The Company is pursuing a Nasdaq listing to enhance its investor profile and increase liquidity for its shareholders. The listing of the Company on Nasdaq remains subject to the approval of Nasdaq and the satisfaction of all applicable listing and regulatory requirements. As a result, there can be no assurances that Digihost’s shares will be listed on Nasdaq. Digihost expects to retain its listing on the TSX Venture Exchange under the symbol “DGHI” and, until Digihost shares are listed on Nasdaq, on the OTCQB under the ticker symbol “HSSHF”.

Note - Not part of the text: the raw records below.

//! Offline preprocess and train stages

use super::config::TrainingConfig;
use super::metrics::EvaluationReport;
use super::models::{ModelKind, TrainedModel};
use super::split::train_test_split;
use crate::error::{FlightDelayError, Result};
use crate::preprocessing::{schema::TARGET, FeaturePreparer, FeatureSet, PreprocessingConfig, StandardScaler};
use crate::store::{ArtifactStore, ModelArtifact, PreprocessedArchive};
use crate::utils::{matrix_to_frame, sample_rows, DataLoader};
use chrono::Utc;
use polars::prelude::DataFrame;
use serde::{Deserialize, Serialize};
use std::path::{Path, PathBuf};
use std::time::Instant;
use tracing::{info, warn};

/// What the preprocess stage wrote for one feature set
#[derive(Debug, Clone, Serialize, Deserialize)]
pub struct PreprocessSummary {
    pub feature_set: FeatureSet,
    pub n_rows: usize,
    pub n_train: usize,
    pub n_test: usize,
    pub feature_names: Vec<String>,
    pub scaler_fingerprint: String,
    pub archive_path: PathBuf,
    pub evaluation_path: PathBuf,
}

/// Outcome of fitting one model
#[derive(Debug, Clone, Serialize, Deserialize)]
pub struct TrainingSummary {
    pub kind: ModelKind,
    pub n_train: usize,
    pub n_test: usize,
    pub report: EvaluationReport,
    pub training_time_secs: f64,
    pub model_path: PathBuf,
}

/// Runs the offline stages against an artifact store
pub struct Trainer {
    store: ArtifactStore,
    preprocessing: PreprocessingConfig,
    training: TrainingConfig,
}

impl Trainer {
    pub fn new(store: ArtifactStore) -> Self {
        Self {
            store,
            preprocessing: PreprocessingConfig::default(),
            training: TrainingConfig::default(),
        }
    }

    pub fn with_preprocessing(mut self, config: PreprocessingConfig) -> Self {
        self.preprocessing = config;
        self
    }

    pub fn with_training(mut self, config: TrainingConfig) -> Self {
        self.training = config;
        self
    }

    pub fn store(&self) -> &ArtifactStore {
        &self.store
    }

    /// Read a raw CSV and preprocess it for every configured feature set
    pub fn preprocess_file(&self, path: &Path) -> Result<Vec<PreprocessSummary>> {
        let df = DataLoader::new().load_csv(path)?;
        self.preprocess(&df)
    }

    /// Split, scale and persist each configured feature set
    pub fn preprocess(&self, raw: &DataFrame) -> Result<Vec<PreprocessSummary>> {
        let config = &self.preprocessing;
        if config.feature_sets.is_empty() {
            return Err(FlightDelayError::ConfigError("no feature sets configured".to_string()));
        }
        self.store.ensure_dirs()?;

        let df = match config.sample_size {
            Some(n) => sample_rows(raw, n, config.random_state)?,
            None => raw.clone(),
        };
        info!(rows = df.height(), sampled_from = raw.height(), "Starting preprocessing");

        config
            .feature_sets
            .iter()
            .map(|&feature_set| self.preprocess_feature_set(&df, feature_set))
            .collect()
    }

    fn preprocess_feature_set(&self, df: &DataFrame, feature_set: FeatureSet) -> Result<PreprocessSummary> {
        let config = &self.preprocessing;
        let start = Instant::now();

        let preparer = FeaturePreparer::new(feature_set).with_drop_duplicates(config.drop_duplicates);
        let (schema, prepared) = preparer.fit(df)?;
        let target = prepared.target.ok_or_else(|| {
            FlightDelayError::MissingColumns(vec![TARGET.to_string()])
        })?;

        let split = train_test_split(&prepared.features, &target, config.test_size, config.random_state)?;

        let scaler = StandardScaler::fit(&split.x_train, &schema.feature_names)?;
        let x_train = scaler.transform(&split.x_train, &schema.feature_names)?;
        let x_test = scaler.transform(&split.x_test, &schema.feature_names)?;
        let scaler_fingerprint = self.store.save_scaler(feature_set, &scaler)?;

        let mut evaluation = matrix_to_frame(&schema.feature_names, &x_test, Some((TARGET, &split.y_test)))?;
        let evaluation_path = self.store.save_evaluation_data(feature_set, &mut evaluation)?;

        let archive = PreprocessedArchive {
            schema: schema.clone(),
            scaler_fingerprint: scaler_fingerprint.clone(),
            x_train,
            y_train: split.y_train,
            x_test,
            y_test: split.y_test,
            created_at: Utc::now(),
        };
        let archive_path = self.store.save_archive(&archive)?;

        info!(
            feature_set = %feature_set,
            train = archive.x_train.nrows(),
            test = archive.x_test.nrows(),
            features = schema.n_features(),
            elapsed_ms = start.elapsed().as_millis() as u64,
            "Preprocessed feature set"
        );

        Ok(PreprocessSummary {
            feature_set,
            n_rows: prepared.frame.height(),
            n_train: archive.x_train.nrows(),
            n_test: archive.x_test.nrows(),
            feature_names: schema.feature_names,
            scaler_fingerprint,
            archive_path,
            evaluation_path,
        })
    }

    /// Fit, evaluate and persist every configured model
    pub fn train(&self) -> Result<Vec<TrainingSummary>> {
        if self.training.models.is_empty() {
            return Err(FlightDelayError::ConfigError("no models configured".to_string()));
        }
        self.training
            .models
            .iter()
            .map(|&kind| self.train_model(kind))
            .collect()
    }

    pub fn train_model(&self, kind: ModelKind) -> Result<TrainingSummary> {
        let start = Instant::now();
        let archive = self.store.load_archive(kind.feature_set())?;

        // The archive must still match the scaler on disk
        let (_, fingerprint) = self.store.load_scaler(kind.feature_set())?;
        if fingerprint != archive.scaler_fingerprint {
            warn!(model = %kind, "Archive was scaled with a different scaler");
            return Err(FlightDelayError::ScalerMismatch {
                model: kind.to_string(),
                expected: archive.scaler_fingerprint,
                found: fingerprint,
            });
        }

        info!(
            model = %kind,
            feature_set = %kind.feature_set(),
            samples = archive.x_train.nrows(),
            features = archive.x_train.ncols(),
            "Training model"
        );

        let model = TrainedModel::fit(kind, &self.training, &archive.x_train, &archive.y_train)?;
        let predictions = model.predict(&archive.x_test)?;
        let report = EvaluationReport::compute(&archive.y_test, &predictions)?;
        let training_time_secs = start.elapsed().as_secs_f64();

        let artifact = ModelArtifact {
            kind,
            model,
            schema: archive.schema,
            scaler_fingerprint: archive.scaler_fingerprint,
            report: report.clone(),
            n_train_samples: archive.x_train.nrows(),
            trained_at: Utc::now(),
        };
        let model_path = self.store.save_model(&artifact)?;

        info!(
            model = %kind,
            accuracy = report.accuracy,
            elapsed_secs = training_time_secs,
            "Model trained"
        );

        Ok(TrainingSummary {
            kind,
            n_train: archive.x_train.nrows(),
            n_test: archive.x_test.nrows(),
            report,
            training_time_secs,
            model_path,
        })
    }
}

Michel Amar, the Company’s CEO stated: “A key aspect of our Company’s growth strategy is to provide our investors with greater liquidity through the listing of its shares on an internationally recognized stock exchange. Uplisting the Company’s shares from the OTC market to Nasdaq will also provide the Company with broader access to capital and institutional recognition. The Company’s current financial position presents the opportunity to accelerate the plan for meeting the listing requirements of the Nasdaq by consolidating the Company’s shares.”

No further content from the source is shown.